The feed for the video at feedburner.com
The feed for the blog entries
The feed for all the comment on meetthegimp.org. Here you see all comments to all threads in chronological order.
These three seem to be usefull, I think.
Then there seems to be a feed for each comment thread, like the one you mentioned. And I have a “top secret” video feed which feeds feedburner. Some people have found that and tap into the video feed the half an hour, that it takes feedburner to replicate the feed, earlier than the rest of the crowd. No problem with that – they just don’t show up in the statistics as subscribers. There are 682 at the moment – I round that up to 700 including the early birds.
Files for download
I’ll upload the packages for show 1 and the “Fog” series to Tim’s server and include a download link to them in the blog entries. The back episodes get at least two to three visits a day.
I don’t think it will be worth your time to keep the “Fan Page” up to date. Perhaps you just put up a note there that it is dicontinued and send the visitors over to meetthegimp.org. The page generates a hit a day at least – so just leave it standing there. Thanks again for setting that up – a good solution killed by one without capacity problems.
Help files
Your question with the help files. I fear I have no idea how to help there. I read it on the mailing list and would have answered if I could, just to plug the show
. I keep it in mind, would be nice to just press F1…
Hi Rolf,
another great video. I think your delivery as far as speed is just fine. I can’t believe you record these without a script. Your English is just fine for me (I’m English) – I’m just glad you decided to record the videos in English – my German is awful.

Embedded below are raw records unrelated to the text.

// Copyright 2026 Locha Mesh Developers <contact@locha.io>
//
// Licensed under the Apache License, Version 2.0 (the "License");
// you may not use this file except in compliance with the License.
// You may obtain a copy of the License at
//
//     http://www.apache.org/licenses/LICENSE-2.0
//
// Unless required by applicable law or agreed to in writing, software
// distributed under the License is distributed on an "AS IS" BASIS,
// WITHOUT WARRANTIES OR CONDITIONS OF ANY KIND, either express or implied.
// See the License for the specific language governing permissions and
// limitations under the License.

//! # File receiver
//!
//! The board side of a transfer: materializes a file from base64 chunks and
//! keeps a running SHA-256 of what was written. Board paths are absolute and
//! resolved below a local root directory.

use std::{
    fmt,
    fs::{self, File},
    io::{self, Write},
    path::{Component, Path, PathBuf},
};

use sha2::{Digest, Sha256};

use crate::chunk;

/// Errors of the receiver, they become a traceback on the board.
#[derive(Debug, thiserror::Error)]
pub enum ReceiverError {
    #[error("OSError: {0}")]
    Io(#[from] io::Error),

    #[error("binascii.Error: {0}")]
    Decode(#[from] base64::DecodeError),

    #[error("OSError: no file open")]
    NotOpen,

    #[error("OSError: invalid path `{0}`")]
    InvalidPath(String),
}

/// Writes one file at a time from encoded chunks.
pub struct FileReceiver {
    root: PathBuf,
    path: Option<String>,
    file: Option<File>,
    hasher: Option<Sha256>,
    digest: Option<String>,
}

impl FileReceiver {
    /// A receiver whose `/` is `root`.
    pub fn new<P: Into<PathBuf>>(root: P) -> Self {
        FileReceiver {
            root: root.into(),
            path: None,
            file: None,
            hasher: None,
            digest: None,
        }
    }

    /// Open `path` for writing, truncating it.
    ///
    /// A previously opened file is closed first. Relative paths are taken
    /// from `/`. Missing parent directories are created.
    pub fn open(&mut self, path: &str) -> Result<(), ReceiverError> {
        self.close()?;

        let path = if path.starts_with('/') {
            path.to_owned()
        } else {
            log::warn!("relative path `{}`, adding '/'", path);
            format!("/{}", path)
        };

        let local = self.resolve(&path)?;
        if let Some(parent) = local.parent() {
            self.create_parents(parent)?;
        }

        log::debug!("open {} for write", path);
        self.file = Some(File::create(&local)?);
        self.path = Some(path);
        self.hasher = Some(Sha256::new());
        self.digest = None;

        Ok(())
    }

    /// Decode `encoded` and append it to the open file.
    ///
    /// Chunks must come in file order, the receiver can't tell otherwise.
    pub fn write(&mut self, encoded: &str) -> Result<(), ReceiverError> {
        let file = self.file.as_mut().ok_or(ReceiverError::NotOpen)?;
        let data = chunk::decode(encoded)?;

        file.write_all(&data)?;
        if let Some(hasher) = self.hasher.as_mut() {
            hasher.update(&data);
        }

        Ok(())
    }

    /// Short name of [`FileReceiver::write`], keeps the commands small.
    pub fn w(&mut self, encoded: &str) -> Result<(), ReceiverError> {
        self.write(encoded)
    }

    /// Flush and close the file. Does nothing if already closed.
    pub fn close(&mut self) -> Result<(), ReceiverError> {
        if let Some(mut file) = self.file.take() {
            log::debug!(
                "closing {}",
                self.path.as_deref().unwrap_or_default()
            );
            file.flush()?;
            file.sync_all()?;
        }

        Ok(())
    }

    /// Hex SHA-256 of the bytes written since the last `open`.
    ///
    /// Computed on the first call and cached until the next `open`: bytes
    /// written after the first call aren't reflected. `None` if nothing was
    /// ever opened.
    pub fn digest(&mut self) -> Option<String> {
        if self.digest.is_none() {
            if let Some(hasher) = self.hasher.as_ref() {
                self.digest = Some(hex::encode(hasher.clone().finalize()));
            }
        }

        self.digest.clone()
    }

    /// Board path of the current (or last) file.
    pub fn path(&self) -> Option<&str> {
        self.path.as_deref()
    }

    fn resolve(&self, path: &str) -> Result<PathBuf, ReceiverError> {
        let mut local = self.root.clone();
        for component in Path::new(path).components() {
            match component {
                Component::RootDir | Component::CurDir => (),
                Component::Normal(part) => local.push(part),
                Component::ParentDir | Component::Prefix(_) => {
                    return Err(ReceiverError::InvalidPath(path.to_owned()))
                }
            }
        }

        if local == self.root {
            return Err(ReceiverError::InvalidPath(path.to_owned()));
        }

        Ok(local)
    }

    /// Create the ancestors of a file, shallowest first.
    fn create_parents(&self, parent: &Path) -> Result<(), ReceiverError> {
        let relative = parent.strip_prefix(&self.root).map_err(|_| {
            ReceiverError::InvalidPath(parent.display().to_string())
        })?;

        let mut dir = self.root.clone();
        for component in relative.components() {
            dir.push(component);
            if dir.is_dir() {
                continue;
            }

            log::debug!("creating {}", dir.display());
            match fs::create_dir(&dir) {
                Ok(()) => (),
                Err(e) if e.kind() == io::ErrorKind::AlreadyExists => (),
                Err(e) => return Err(e.into()),
            }
        }

        Ok(())
    }
}

impl fmt::Debug for FileReceiver {
    fn fmt(&self, fmt: &mut fmt::Formatter<'_>) -> fmt::Result {
        fmt.debug_struct("FileReceiver")
            .field("root", &self.root)
            .field("path", &self.path)
            .field("open", &self.file.is_some())
            .field("digest", &self.digest)
            .finish()
    }
}

impl Drop for FileReceiver {
    fn drop(&mut self) {
        if let Err(e) = self.close() {
            log::debug!("couldn't close received file: {}", e);
        }
    }
}

#[cfg(test)]
mod test {
    use super::*;

    #[test]
    fn test_open_creates_parents() {
        let root = tempfile::tempdir().unwrap();
        let mut receiver = FileReceiver::new(root.path());

        assert!(!root.path().join("a").exists());
        receiver.open("/a/b/c.bin").unwrap();
        assert!(root.path().join("a").is_dir());
        assert!(root.path().join("a/b").is_dir());
        assert!(root.path().join("a/b/c.bin").is_file());
        receiver.close().unwrap();

        // Directories already there, opening again just truncates.
        fs::write(root.path().join("a/b/c.bin"), b"old contents").unwrap();
        receiver.open("/a/b/c.bin").unwrap();
        receiver.close().unwrap();
        assert_eq!(fs::read(root.path().join("a/b/c.bin")).unwrap(), b"");
    }

    #[test]
    fn test_relative_path_is_made_absolute() {
        let root = tempfile::tempdir().unwrap();
        let mut receiver = FileReceiver::new(root.path());

        receiver.open("x/y.txt").unwrap();
        assert_eq!(receiver.path(), Some("/x/y.txt"));
        assert!(root.path().join("x/y.txt").is_file());
    }

    #[test]
    fn test_rejects_escaping_paths() {
        let root = tempfile::tempdir().unwrap();
        let mut receiver = FileReceiver::new(root.path());

        assert!(matches!(
            receiver.open("/../outside.bin"),
            Err(ReceiverError::InvalidPath(_))
        ));
        assert!(matches!(
            receiver.open("/"),
            Err(ReceiverError::InvalidPath(_))
        ));
    }

    #[test]
    fn test_write_and_digest() {
        let root = tempfile::tempdir().unwrap();
        let mut receiver = FileReceiver::new(root.path());

        receiver.open("/data/out.bin").unwrap();
        receiver.w(&chunk::encode(b"hello ")).unwrap();
        receiver.write(&chunk::encode(b"world")).unwrap();
        receiver.close().unwrap();
        receiver.close().unwrap();

        assert_eq!(
            fs::read(root.path().join("data/out.bin")).unwrap(),
            b"hello world"
        );
        assert_eq!(
            receiver.digest().as_deref(),
            Some("b94d27b9934d3e08a52e52d7da7dabfac484efe37a5380ee9088f7ace2efcde9")
        );
    }

    #[test]
    fn test_digest_is_cached_until_reopen() {
        let root = tempfile::tempdir().unwrap();
        let mut receiver = FileReceiver::new(root.path());
        assert_eq!(receiver.digest(), None);

        receiver.open("/f.bin").unwrap();
        receiver.write(&chunk::encode(b"hello")).unwrap();
        let first = receiver.digest().unwrap();
        assert_eq!(first, chunk::digest_hex(b"hello"));

        receiver.write(&chunk::encode(b" world")).unwrap();
        assert_eq!(receiver.digest().unwrap(), first);

        receiver.open("/f.bin").unwrap();
        assert_eq!(receiver.digest().unwrap(), chunk::digest_hex(b""));
    }

    #[test]
    fn test_write_errors() {
        let root = tempfile::tempdir().unwrap();
        let mut receiver = FileReceiver::new(root.path());

        assert!(matches!(
            receiver.write("aGVsbG8="),
            Err(ReceiverError::NotOpen)
        ));

        receiver.open("/f.bin").unwrap();
        let err = receiver.write("%%%").unwrap_err();
        assert!(matches!(err, ReceiverError::Decode(_)));
        assert!(err.to_string().contains("Error"));
    }
}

I have a question about sharpening. Did you save the xcf file before sharpening, so that the sharpening only applied to the final jpg? Or did you save the sharpened image back as the xcf again?
Is it better not to save the sharpened image back to the xcf files?
Also, when making a change which you can’t do via a layer mask (maybe curves), is there a way to create a new layer which is the sum of all layers below it? (I think photoshop might have something like this). That way you can undo the curves adjustment more easily if you need to.
thanks again for a great set of videos,
Tim
Tim: You have to save XCF file before sharpening. Photoshop gives you something called “adjustment layer” and is one of the features that most of my friends miss in the Gimp (still use photoshop alot). Anyway with Rolf videos I noticed that GIMP is not that bad at all.
Rolf: I don’t think you speak too slow. I like it as I can watch video and play with settings. Usually I had to pause video to keep up. So I think it depends on the level of watcher. I think we should keep it good for beginners as more advanced users will develop own techniques or adapt those used in Pohotoshop as there are hundreds of those out there. Just my 3 cents.
Oh, Tim’s question slipped through my list. Sorry.
Martii is right.
It depends.
Selective sharpening is saved in the xcf. The sharpening for output (after rescaling or so) not. I have no fixed rues for that.
Adjustment layers are in the works. Perhaps in 2.5.15?